On February 15, 2016, Martis re-signed with the Saltdogs. In 24 games (18 starts), he registered a 9–8 record and 3.34 ERA with 93 strikeouts over 121 1/3 innings pitched. Martis became a free agent after the season.

===Baltimore Orioles===
Following the 2017 World Baseball Classic, Martis signed a minor league contract with the Baltimore Orioles on April 6. In 8 games for the Triple-A Norfolk Tides, he had a 4.38 ERA with 8 strikeouts across 12 1/3 innings pitched. The Orioles organization released Martis on July 24.

===Lincoln Saltdogs (second stint)===
On July 27, 2017, Martis re-signed with the Lincoln Saltdogs. In 7 games (6 starts), he threw 40 1/3 innings with a 4–1 record, 2.01 ERA, and 32 strikeouts. On February 17, 2018, Martis re-signed with the Saltdogs, one of four Netherlands national team players to join the team. He was released by the team in late May but re-signed in June. In 25 games (2 starts), he accumulated a 3–5 record and 5.01 ERA with 32 strikeouts across 41 1/3 innings pitched. Martis returned to the Saltdogs in 2019. In 22 games (9 starts) for Lincoln, he struggled to a 2–7 record and 6.44 ERA with 38 strikeouts and 2 saves across 65 2/3 innings pitched. The Saltdogs released Martis on November 19.

===Amsterdam Pirates===
In February 2020, Martis signed with Amsterdam Pirates of the Honkbal Hoofdklasse. In 11 games, he had a 2.63 ERA, 16 strikeouts, and 1 save across 13 2/3 innings of relief. In 11 games (7 starts) in 2021, he posted a 6–0 record with a 0.91 ERA with 51 strikeouts over 49 1/3 innings pitched. Martis returned to Amsterdam for a third consecutive season in 2022. In 17 games (8 starts), he had a 6–1 record, 3 saves, 1.22 ERA, and 72 strikeouts across 73 2/3 innings of work.

===Neptunus===
After the 2022 season, Martis signed with the Neptunus of the Honkbal Hoofdklasse. In 17 starts for the Rotterdam team, he had an 8–3 record, 2.12 ERA, and 88 strikeouts across 101 2/3 innings pitched. In 2024, he tied for the league lead with 12 wins and was among the league leaders with a 1.53 ERA, 106 innings pitched, and 88 strikeouts. Martis led the league with 15 wins, 7 shutouts, and 117 2/3 innings pitched in 2025, also ranking in the top 10 in ERA and strikeouts. In 2026, he went 12–1 with a 2.25 ERA in 13 starts.
==International career==
Martis has pitched for the Netherlands national team in international tournaments. He holds the World Baseball Classic (WBC) career record with 28 1/3 innings pitched. He pitched a no-hitter against Panama in the 2006 WBC, with the game on March 10 stopped after seven innings due to the mercy rule. He pitched for the Dutch in the WBC in 2013, 2017, 2023, and 2026. Over five tournaments, he has a 1.59 ERA in 10 games, allowing four of his five earned runs in 2013. (He was absent from the 2009 WBC because he was in spring training with the Washington Nationals, seeking a starting rotation spot.)

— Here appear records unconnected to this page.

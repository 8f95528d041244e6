//! Prompt catalog, benchmark loop and CSV recording

pub mod catalog;
pub mod recorder;
pub mod result;
pub mod runner;

pub use catalog::{CategorySelection, PromptCatalog, PromptCategory, PromptItem};
pub use recorder::{ResultRecorder, COLUMNS};
pub use result::BenchmarkResult;
pub use runner::{BenchmarkRunner, RunSummary};
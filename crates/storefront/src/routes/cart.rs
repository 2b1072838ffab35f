//! Cart route handlers.
//!
//! Every handler answers with the same JSON envelope: the current cart and
//! its summary, plus an optional message for the UI. The cart belongs to the
//! signed-in user when there is one, otherwise to the guest session.

use axum::{Json, extract::State};
use serde::{Deserialize, Serialize};
use tower_sessions::Session;
use tracing::instrument;

use yedek_core::{Cart, CartSummary, LineItemId, ProductId};

use crate::db::PgCartStore;
use crate::error::{AppError, Result, add_breadcrumb};
use crate::middleware::{OptionalAuth, RequireAuth};
use crate::models::CurrentUser;
use crate::services::CartView;
use crate::state::AppState;
use crate::store::RequestCartStore;

use super::extract::{JsonBody, PathParam};

/// Cart envelope returned by every mutating endpoint.
#[derive(Debug, Serialize)]
pub struct CartResponse {
    pub success: bool,
    #[serde(skip_serializing_if = "Option::is_none")]
    pub message: Option<String>,
    pub cart: Cart,
    pub summary: CartSummary,
}

impl CartResponse {
    fn ok(view: CartView) -> Json<Self> {
        Json(Self {
            success: true,
            message: None,
            cart: view.cart,
            summary: view.summary,
        })
    }

    fn with_message(view: CartView, message: impl Into<String>) -> Json<Self> {
        Json(Self {
            success: true,
            message: Some(message.into()),
            cart: view.cart,
            summary: view.summary,
        })
    }
}

/// Summary-only envelope.
#[derive(Debug, Serialize)]
pub struct SummaryResponse {
    pub success: bool,
    pub summary: CartSummary,
}

/// Item count envelope, for the header badge.
#[derive(Debug, Serialize)]
pub struct CountResponse {
    pub success: bool,
    pub count: u64,
}

/// Add to cart request body.
#[derive(Debug, Deserialize)]
pub struct AddItemRequest {
    pub product_id: ProductId,
    pub quantity: Option<i64>,
}

/// Update quantity request body.
#[derive(Debug, Deserialize)]
pub struct UpdateItemRequest {
    pub quantity: i64,
}

/// Apply discount request body.
#[derive(Debug, Deserialize)]
pub struct DiscountRequest {
    pub code: String,
}

// =============================================================================
// Owner Resolution
// =============================================================================

/// Pick the account cart for signed-in users, the session cart otherwise.
async fn request_store(
    state: &AppState,
    user: Option<CurrentUser>,
    session: Session,
) -> Result<RequestCartStore> {
    match user {
        Some(user) => Ok(RequestCartStore::Account(PgCartStore::new(
            state.pool().clone(),
            user.id,
        ))),
        None => state
            .guest_carts()
            .open(&session)
            .await
            .map(RequestCartStore::Guest)
            .map_err(|e| AppError::Internal(format!("session unavailable: {e}"))),
    }
}

// =============================================================================
// Handlers
// =============================================================================

/// Show the cart with its totals.
#[instrument(skip_all)]
pub async fn show(
    State(state): State<AppState>,
    OptionalAuth(user): OptionalAuth,
    session: Session,
) -> Result<Json<CartResponse>> {
    let store = request_store(&state, user, session).await?;
    let view = state.cart().get_cart(&store).await?;
    Ok(CartResponse::ok(view))
}

/// Show only the totals.
#[instrument(skip_all)]
pub async fn summary(
    State(state): State<AppState>,
    OptionalAuth(user): OptionalAuth,
    session: Session,
) -> Result<Json<SummaryResponse>> {
    let store = request_store(&state, user, session).await?;
    let summary = state.cart().get_summary(&store).await?;
    Ok(Json(SummaryResponse {
        success: true,
        summary,
    }))
}

/// Units in the cart.
#[instrument(skip_all)]
pub async fn count(
    State(state): State<AppState>,
    OptionalAuth(user): OptionalAuth,
    session: Session,
) -> Result<Json<CountResponse>> {
    let store = request_store(&state, user, session).await?;
    let count = state.cart().item_count(&store).await?;
    Ok(Json(CountResponse {
        success: true,
        count,
    }))
}

/// Add a product. Quantity defaults to one.
#[instrument(skip(state, user, session))]
pub async fn add(
    State(state): State<AppState>,
    OptionalAuth(user): OptionalAuth,
    session: Session,
    JsonBody(body): JsonBody<AddItemRequest>,
) -> Result<Json<CartResponse>> {
    let store = request_store(&state, user, session).await?;
    let quantity = body.quantity.unwrap_or(1);

    let view = state
        .cart()
        .add_item(&store, body.product_id, quantity)
        .await?;

    let product_id = body.product_id.to_string();
    add_breadcrumb("cart", "Added item", Some(&[("product_id", product_id.as_str())]));
    Ok(CartResponse::with_message(view, "Added to your cart."))
}

/// Set a line's quantity. Zero or less removes the line.
#[instrument(skip(state, user, session))]
pub async fn update(
    State(state): State<AppState>,
    OptionalAuth(user): OptionalAuth,
    session: Session,
    PathParam(line_id): PathParam<LineItemId>,
    JsonBody(body): JsonBody<UpdateItemRequest>,
) -> Result<Json<CartResponse>> {
    let store = request_store(&state, user, session).await?;
    let view = state
        .cart()
        .update_quantity(&store, line_id, body.quantity)
        .await?;
    Ok(CartResponse::ok(view))
}

/// Remove a line.
#[instrument(skip(state, user, session))]
pub async fn remove(
    State(state): State<AppState>,
    OptionalAuth(user): OptionalAuth,
    session: Session,
    PathParam(line_id): PathParam<LineItemId>,
) -> Result<Json<CartResponse>> {
    let store = request_store(&state, user, session).await?;
    let view = state.cart().remove_item(&store, line_id).await?;
    Ok(CartResponse::with_message(view, "Removed from your cart."))
}

/// Empty the cart.
#[instrument(skip_all)]
pub async fn clear(
    State(state): State<AppState>,
    OptionalAuth(user): OptionalAuth,
    session: Session,
) -> Result<Json<CartResponse>> {
    let store = request_store(&state, user, session).await?;
    let view = state.cart().clear_cart(&store).await?;
    add_breadcrumb("cart", "Cleared cart", None);
    Ok(CartResponse::with_message(view, "Your cart is empty."))
}

/// Apply a discount code.
#[instrument(skip(state, user, session))]
pub async fn apply_discount(
    State(state): State<AppState>,
    OptionalAuth(user): OptionalAuth,
    session: Session,
    JsonBody(body): JsonBody<DiscountRequest>,
) -> Result<Json<CartResponse>> {
    let store = request_store(&state, user, session).await?;
    let view = state.cart().apply_discount(&store, &body.code).await?;
    Ok(CartResponse::with_message(view, "Discount applied."))
}

/// Remove the discount code.
#[instrument(skip_all)]
pub async fn remove_discount(
    State(state): State<AppState>,
    OptionalAuth(user): OptionalAuth,
    session: Session,
) -> Result<Json<CartResponse>> {
    let store = request_store(&state, user, session).await?;
    let view = state.cart().remove_discount(&store).await?;
    Ok(CartResponse::ok(view))
}

/// Fold the session's guest cart into the signed-in user's cart.
#[instrument(skip_all)]
pub async fn merge(
    State(state): State<AppState>,
    RequireAuth(user): RequireAuth,
    session: Session,
) -> Result<Json<CartResponse>> {
    let guest = state
        .guest_carts()
        .open(&session)
        .await
        .map_err(|e| AppError::Internal(format!("session unavailable: {e}")))?;
    let account = PgCartStore::new(state.pool().clone(), user.id);

    let view = state.cart().merge_guest_cart(&account, &guest).await?;
    add_breadcrumb("cart", "Merged guest cart", None);
    Ok(CartResponse::ok(view))
}

#[cfg(test)]
#[allow(clippy::unwrap_used)]
mod tests {
    use axum::{
        Router,
        body::{Body, to_bytes},
        http::{Request, StatusCode, header},
    };
    use tower::ServiceExt;
    use tower_sessions::MemoryStore;

    use crate::test_support::test_state;

    fn app() -> Router {
        let backend = MemoryStore::default();
        crate::app(test_state(&backend), backend)
    }

    async fn send(app: Router, request: Request<Body>) -> (StatusCode, serde_json::Value) {
        let (status, _, body) = send_with_cookie(app, request).await;
        (status, body)
    }

    async fn send_with_cookie(
        app: Router,
        request: Request<Body>,
    ) -> (StatusCode, Option<String>, serde_json::Value) {
        let response = app.oneshot(request).await.unwrap();
        let status = response.status();
        let cookie = response
            .headers()
            .get(header::SET_COOKIE)
            .and_then(|v| v.to_str().ok())
            .and_then(|v| v.split(';').next())
            .map(str::to_owned);
        let bytes = to_bytes(response.into_body(), usize::MAX).await.unwrap();
        (status, cookie, serde_json::from_slice(&bytes).unwrap())
    }

    fn json_request(method: &str, uri: &str, body: &serde_json::Value) -> Request<Body> {
        Request::builder()
            .method(method)
            .uri(uri)
            .header(header::CONTENT_TYPE, "application/json")
            .body(Body::from(body.to_string()))
            .unwrap()
    }

    #[tokio::test]
    async fn test_guest_gets_empty_cart() {
        let request = Request::get("/cart").body(Body::empty()).unwrap();
        let (status, body) = send(app(), request).await;

        assert_eq!(status, StatusCode::OK);
        assert_eq!(body["success"], true);
        assert_eq!(body["cart"]["owner"]["kind"], "guest");
        assert!(body["cart"]["items"].as_array().unwrap().is_empty());
        assert_eq!(body["summary"]["shipping"]["amount"], "0.00");
        assert_eq!(body["summary"]["total"]["amount"], "0.00");
    }

    #[tokio::test]
    async fn test_guest_count_is_zero() {
        let request = Request::get("/cart/count").body(Body::empty()).unwrap();
        let (status, body) = send(app(), request).await;

        assert_eq!(status, StatusCode::OK);
        assert_eq!(body["count"], 0);
    }

    #[tokio::test]
    async fn test_add_with_zero_quantity_is_rejected() {
        let request = json_request(
            "POST",
            "/cart/items",
            &serde_json::json!({ "product_id": uuid::Uuid::new_v4(), "quantity": 0 }),
        );
        let (status, body) = send(app(), request).await;

        assert_eq!(status, StatusCode::BAD_REQUEST);
        assert_eq!(body["success"], false);
        assert_eq!(body["error"], "Quantity must be at least 1.");
    }

    #[tokio::test]
    async fn test_unknown_discount_code_is_rejected() {
        let request = json_request(
            "POST",
            "/cart/discount",
            &serde_json::json!({ "code": "bedava100" }),
        );
        let (status, body) = send(app(), request).await;

        assert_eq!(status, StatusCode::BAD_REQUEST);
        assert_eq!(body["error"], "The discount code BEDAVA100 is not valid.");
    }

    #[tokio::test]
    async fn test_known_discount_code_on_guest_cart() {
        let request = json_request(
            "POST",
            "/cart/discount",
            &serde_json::json!({ "code": " welcome10 " }),
        );
        let (status, body) = send(app(), request).await;

        assert_eq!(status, StatusCode::OK);
        assert_eq!(body["cart"]["discount_code"], "WELCOME10");
        // Nothing to discount yet.
        assert_eq!(body["summary"]["discount"]["amount"], "0.00");
    }

    #[tokio::test]
    async fn test_clear_empty_guest_cart() {
        let request = Request::delete("/cart").body(Body::empty()).unwrap();
        let (status, body) = send(app(), request).await;

        assert_eq!(status, StatusCode::OK);
        assert_eq!(body["message"], "Your cart is empty.");
    }

    #[tokio::test]
    async fn test_blank_discount_code_has_its_own_message() {
        let request = json_request("POST", "/cart/discount", &serde_json::json!({ "code": "  " }));
        let (status, body) = send(app(), request).await;

        assert_eq!(status, StatusCode::BAD_REQUEST);
        assert_eq!(body["error"], "Enter a discount code.");
    }

    #[tokio::test]
    async fn test_malformed_line_id_gets_json_error() {
        let request = json_request(
            "PATCH",
            "/cart/items/not-a-uuid",
            &serde_json::json!({ "quantity": 2 }),
        );
        let (status, body) = send(app(), request).await;

        assert_eq!(status, StatusCode::BAD_REQUEST);
        assert_eq!(body["success"], false);
        assert!(body["error"].as_str().unwrap().starts_with("Invalid URL"));
    }

    #[tokio::test]
    async fn test_malformed_body_gets_json_error() {
        let request = Request::post("/cart/items")
            .header(header::CONTENT_TYPE, "application/json")
            .body(Body::from("{\"product_id\": 12"))
            .unwrap();
        let (status, body) = send(app(), request).await;

        assert_eq!(status, StatusCode::BAD_REQUEST);
        assert_eq!(body["success"], false);
        assert!(body["error"].is_string());
    }

    #[tokio::test]
    async fn test_guest_cart_follows_the_session_cookie() {
        let app = app();

        let request = json_request(
            "POST",
            "/cart/discount",
            &serde_json::json!({ "code": "FORD20" }),
        );
        let (status, cookie, _) = send_with_cookie(app.clone(), request).await;
        assert_eq!(status, StatusCode::OK);
        let cookie = cookie.unwrap();

        let request = Request::get("/cart")
            .header(header::COOKIE, &cookie)
            .body(Body::empty())
            .unwrap();
        let (status, body) = send(app.clone(), request).await;
        assert_eq!(status, StatusCode::OK);
        assert_eq!(body["cart"]["discount_code"], "FORD20");

        // A new visitor starts empty.
        let request = Request::get("/cart").body(Body::empty()).unwrap();
        let (_, body) = send(app, request).await;
        assert!(body["cart"].get("discount_code").is_none());
    }

    #[tokio::test]
    async fn test_merge_requires_sign_in() {
        let request = Request::post("/cart/merge").body(Body::empty()).unwrap();
        let (status, body) = send(app(), request).await;

        assert_eq!(status, StatusCode::UNAUTHORIZED);
        assert_eq!(body["success"], false);
    }
}
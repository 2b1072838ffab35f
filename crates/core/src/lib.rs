//! Yedek Core - Cart and pricing domain.
//!
//! This crate provides the domain model shared by the Yedek components:
//! - `storefront` - JSON cart API for the parts storefront
//! - `cli` - Command-line tools for migrations and offline quotes
//!
//! # Architecture
//!
//! The core crate contains only types, pure functions and traits - no I/O, no
//! database access, no HTTP. Carts are mutated in memory and priced on read;
//! where a cart is stored is the storefront's concern.
//!
//! # Modules
//!
//! - [`types`] - Newtype wrappers for IDs, money and quantities
//! - [`cart`] - Cart state, line mutation and guest/account merging
//! - [`pricing`] - Subtotal, tax, shipping and total derivation
//! - [`discount`] - Discount code policies

#![cfg_attr(not(test), forbid(unsafe_code))]

pub mod cart;
pub mod discount;
pub mod pricing;
pub mod types;

pub use cart::{
    Cart, CartChange, CartError, CartItem, CartOwner, MergeStrategy, ProductSnapshot,
    merge_carts, normalize_code,
};
pub use discount::{AppliedDiscount, CodeTable, DiscountPolicy, DiscountRule, NoDiscounts};
pub use pricing::{CartSummary, PricingConfig, PricingError, summarize};
pub use types::*;
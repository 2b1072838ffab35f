//! Folding a guest cart into an account cart at sign-in.

use core::fmt;
use core::str::FromStr;

use serde::{Deserialize, Serialize};

use super::{Cart, CartChange, CartItem};

/// How to combine quantities when both carts contain the same product.
///
/// Lines present in only one cart are always kept (union by product ID).
#[derive(Debug, Clone, Copy, PartialEq, Eq, Hash, Serialize, Deserialize, Default)]
#[serde(rename_all = "snake_case")]
pub enum MergeStrategy {
    /// Add the guest quantity to the account quantity (capped at the line limit).
    #[default]
    Sum,
    /// Keep whichever quantity is larger.
    KeepLarger,
    /// Keep the account quantity; guest lines only fill gaps.
    PreferAccount,
}

impl fmt::Display for MergeStrategy {
    fn fmt(&self, f: &mut fmt::Formatter<'_>) -> fmt::Result {
        match self {
            Self::Sum => write!(f, "sum"),
            Self::KeepLarger => write!(f, "keep_larger"),
            Self::PreferAccount => write!(f, "prefer_account"),
        }
    }
}

impl FromStr for MergeStrategy {
    type Err = String;

    fn from_str(s: &str) -> Result<Self, Self::Err> {
        match s.trim() {
            "sum" => Ok(Self::Sum),
            "keep_larger" => Ok(Self::KeepLarger),
            "prefer_account" => Ok(Self::PreferAccount),
            other => Err(format!("invalid merge strategy: {other}")),
        }
    }
}

/// Merge `guest` into `account`.
///
/// Guest lines get fresh line IDs in the account cart. The guest discount
/// code is adopted only when the account cart has none. Lines priced in a
/// different currency than the account cart are skipped.
pub fn merge_carts(account: &mut Cart, guest: &Cart, strategy: MergeStrategy) -> CartChange {
    let mut changes = Vec::new();

    for line in guest.items() {
        if line.product.unit_price.currency() != account.currency {
            continue;
        }

        if let Some(existing) = account.item_mut(line.product.id) {
            let merged = match strategy {
                MergeStrategy::Sum => existing.quantity.saturating_add(line.quantity),
                MergeStrategy::KeepLarger => existing.quantity.max(line.quantity),
                MergeStrategy::PreferAccount => existing.quantity,
            };
            if merged != existing.quantity {
                existing.quantity = merged;
                existing.updated_at = chrono::Utc::now();
                changes.push(CartChange::LineUpdated(existing.id));
            }
        } else {
            let id = account.push_item(CartItem::new(line.product.clone(), line.quantity));
            changes.push(CartChange::LineAdded(id));
        }
    }

    if account.discount_code().is_none()
        && let Some(code) = guest.discount_code()
    {
        changes.push(account.apply_discount_code(code));
    }

    if changes.is_empty() {
        return CartChange::Unchanged;
    }
    account.updated_at = chrono::Utc::now();
    CartChange::Batch(changes)
}

#[cfg(test)]
#[allow(clippy::unwrap_used)]
mod tests {
    use super::*;
    use crate::cart::tests::{guest_cart, product};
    use crate::cart::CartOwner;
    use crate::types::{CurrencyCode, LineItemId, Quantity, UserId};

    fn qty(n: u32) -> Quantity {
        Quantity::new(n).unwrap()
    }

    fn account_cart() -> Cart {
        Cart::new(CartOwner::User(UserId::generate()), CurrencyCode::TRY)
    }

    fn quantity_of(cart: &Cart, line: &CartItem) -> u32 {
        cart.find_by_product(line.product.id).unwrap().quantity.get()
    }

    fn carts_sharing_a_product(account_qty: u32, guest_qty: u32) -> (Cart, Cart) {
        let shared = product("100");
        let mut account = account_cart();
        account.add_item(shared.clone(), qty(account_qty)).unwrap();
        let mut guest = guest_cart();
        guest.add_item(shared, qty(guest_qty)).unwrap();
        (account, guest)
    }

    #[test]
    fn test_sum_adds_quantities() {
        let (mut account, guest) = carts_sharing_a_product(2, 3);
        let change = merge_carts(&mut account, &guest, MergeStrategy::Sum);

        assert!(matches!(change, CartChange::Batch(_)));
        assert_eq!(account.line_count(), 1);
        assert_eq!(quantity_of(&account, &guest.items()[0]), 5);
    }

    #[test]
    fn test_keep_larger() {
        let (mut account, guest) = carts_sharing_a_product(2, 7);
        merge_carts(&mut account, &guest, MergeStrategy::KeepLarger);
        assert_eq!(quantity_of(&account, &guest.items()[0]), 7);
    }

    #[test]
    fn test_prefer_account_keeps_account_quantity() {
        let (mut account, guest) = carts_sharing_a_product(2, 7);
        let change = merge_carts(&mut account, &guest, MergeStrategy::PreferAccount);
        assert_eq!(change, CartChange::Unchanged);
        assert_eq!(quantity_of(&account, &guest.items()[0]), 2);
    }

    #[test]
    fn test_guest_only_lines_are_appended_with_new_ids() {
        let mut account = account_cart();
        let mut guest = guest_cart();
        guest.add_item(product("40"), qty(1)).unwrap();

        merge_carts(&mut account, &guest, MergeStrategy::Sum);

        let merged = &account.items()[0];
        assert_eq!(merged.product.id, guest.items()[0].product.id);
        assert_ne!(merged.id, guest.items()[0].id);
        assert_ne!(merged.id, LineItemId::new(uuid::Uuid::nil()));
    }

    #[test]
    fn test_sum_caps_at_line_limit() {
        let (mut account, guest) = carts_sharing_a_product(Quantity::MAX, 5);
        merge_carts(&mut account, &guest, MergeStrategy::Sum);
        assert_eq!(quantity_of(&account, &guest.items()[0]), Quantity::MAX);
    }

    #[test]
    fn test_guest_code_adopted_only_when_account_has_none() {
        let mut account = account_cart();
        let mut guest = guest_cart();
        guest.apply_discount_code("FORD20");

        merge_carts(&mut account, &guest, MergeStrategy::Sum);
        assert_eq!(account.discount_code(), Some("FORD20"));

        let mut other = guest_cart();
        other.apply_discount_code("WELCOME10");
        merge_carts(&mut account, &other, MergeStrategy::Sum);
        assert_eq!(account.discount_code(), Some("FORD20"));
    }

    #[test]
    fn test_strategy_from_str() {
        assert_eq!("sum".parse::<MergeStrategy>().unwrap(), MergeStrategy::Sum);
        assert_eq!(
            "keep_larger".parse::<MergeStrategy>().unwrap(),
            MergeStrategy::KeepLarger
        );
        assert_eq!(
            "prefer_account".parse::<MergeStrategy>().unwrap(),
            MergeStrategy::PreferAccount
        );
        assert!("overwrite".parse::<MergeStrategy>().is_err());
        assert_eq!(MergeStrategy::KeepLarger.to_string(), "keep_larger");
    }
}
//! Authentication extractors.
//!
//! Sign-in itself happens outside this service; it leaves a [`CurrentUser`]
//! in the session under [`session_keys::CURRENT_USER`]. These extractors read
//! it back so cart handlers can pick the account cart over the guest cart.

use axum::{extract::FromRequestParts, http::request::Parts};
use tower_sessions::Session;

use crate::error::AppError;
use crate::models::{CurrentUser, session_keys};

/// Extractor that requires a signed-in user.
///
/// Rejects with [`AppError::Unauthorized`] when nobody is signed in.
///
/// # Example
///
/// ```rust,ignore
/// async fn protected_handler(
///     RequireAuth(user): RequireAuth,
/// ) -> impl IntoResponse {
///     format!("Hello, {}!", user.id)
/// }
/// ```
pub struct RequireAuth(pub CurrentUser);

impl<S> FromRequestParts<S> for RequireAuth
where
    S: Send + Sync,
{
    type Rejection = AppError;

    async fn from_request_parts(parts: &mut Parts, state: &S) -> Result<Self, Self::Rejection> {
        let OptionalAuth(user) = OptionalAuth::from_request_parts(parts, state)
            .await
            .unwrap_or(OptionalAuth(None));
        user.map(Self)
            .ok_or_else(|| AppError::Unauthorized("Sign in to continue.".to_owned()))
    }
}

/// Extractor that optionally gets the current user.
///
/// Unlike `RequireAuth`, this does not reject the request if nobody is signed in.
pub struct OptionalAuth(pub Option<CurrentUser>);

impl<S> FromRequestParts<S> for OptionalAuth
where
    S: Send + Sync,
{
    type Rejection = std::convert::Infallible;

    async fn from_request_parts(parts: &mut Parts, _state: &S) -> Result<Self, Self::Rejection> {
        let user = match parts.extensions.get::<Session>() {
            Some(session) => session
                .get::<CurrentUser>(session_keys::CURRENT_USER)
                .await
                .ok()
                .flatten(),
            None => None,
        };

        if let Some(user) = &user {
            crate::error::set_sentry_user(&user.id);
        }

        Ok(Self(user))
    }
}
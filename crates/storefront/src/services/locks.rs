//! Per-cart write locks.
//!
//! The registry only holds weak references. A cart's mutex lives exactly as
//! long as some request holds or waits on it, so a lock in use can never be
//! evicted and an idle one costs nothing.

use std::collections::HashMap;
use std::sync::{Arc, PoisonError, Weak};

use tokio::sync::Mutex;

use crate::store::CartKey;

/// Registry of per-cart mutexes.
#[derive(Debug, Default)]
pub struct CartLocks {
    locks: std::sync::Mutex<HashMap<CartKey, Weak<Mutex<()>>>>,
}

impl CartLocks {
    /// Create an empty registry.
    #[must_use]
    pub fn new() -> Self {
        Self::default()
    }

    /// The mutex for `key`, shared with every other live holder.
    #[must_use]
    pub fn acquire(&self, key: CartKey) -> Arc<Mutex<()>> {
        let mut locks = self.locks.lock().unwrap_or_else(PoisonError::into_inner);

        if let Some(lock) = locks.get(&key).and_then(Weak::upgrade) {
            return lock;
        }

        // Drop entries nobody holds any more before adding one.
        locks.retain(|_, lock| lock.strong_count() > 0);

        let lock = Arc::new(Mutex::new(()));
        locks.insert(key, Arc::downgrade(&lock));
        lock
    }

    /// Carts with a live lock.
    #[must_use]
    pub fn len(&self) -> usize {
        self.locks
            .lock()
            .unwrap_or_else(PoisonError::into_inner)
            .values()
            .filter(|lock| lock.strong_count() > 0)
            .count()
    }

    /// Whether no cart has a live lock.
    #[must_use]
    pub fn is_empty(&self) -> bool {
        self.len() == 0
    }
}
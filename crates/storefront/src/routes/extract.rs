//! Request extractors that reject with the JSON error envelope.
//!
//! Axum's own `Json` and `Path` rejections answer in plain text. These
//! wrappers turn them into [`AppError::BadRequest`] so a malformed body or
//! line ID gets the same `{ success: false, error }` shape as every other
//! cart error.

use axum::{
    Json,
    extract::{FromRequest, FromRequestParts, Path, Request},
    http::request::Parts,
};
use serde::de::DeserializeOwned;

use crate::error::AppError;

/// JSON request body.
pub struct JsonBody<T>(pub T);

impl<S, T> FromRequest<S> for JsonBody<T>
where
    T: DeserializeOwned,
    S: Send + Sync,
{
    type Rejection = AppError;

    async fn from_request(req: Request, state: &S) -> Result<Self, Self::Rejection> {
        match Json::<T>::from_request(req, state).await {
            Ok(Json(value)) => Ok(Self(value)),
            Err(rejection) => {
                tracing::debug!(error = %rejection, "rejected request body");
                Err(AppError::BadRequest(rejection.body_text()))
            }
        }
    }
}

/// Typed path parameters.
pub struct PathParam<T>(pub T);

impl<S, T> FromRequestParts<S> for PathParam<T>
where
    T: DeserializeOwned + Send,
    S: Send + Sync,
{
    type Rejection = AppError;

    async fn from_request_parts(parts: &mut Parts, state: &S) -> Result<Self, Self::Rejection> {
        match Path::<T>::from_request_parts(parts, state).await {
            Ok(Path(value)) => Ok(Self(value)),
            Err(rejection) => {
                tracing::debug!(error = %rejection, "rejected path");
                Err(AppError::BadRequest(rejection.body_text()))
            }
        }
    }
}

Martis went 0–2 with a 6.75 ERA in the 2008 Summer Olympics.

Martis was part of the Dutch team that won the 2011 Baseball World Cup, earning a win against Chinese Taipei and going 1–0 with a 1.35 ERA in two games. He played for the Netherlands in the European Championship in 2007, 2016, 2021, 2023, and 2025. He earned the win in the 2025 championship game.

Martis pitched once for the Netherlands in the Africa/Europe 2020 Olympic Qualification tournament. He pitched in the first three editions of the WBSC Premier12 in 2015, 2019, and 2024 and in the 2022, 2024, and 2026 Haarlem Baseball Week.

==Personal life==
Martis is married and has a son. They reside in Leiden, South Holland.

Martis began playing baseball as a seven year old.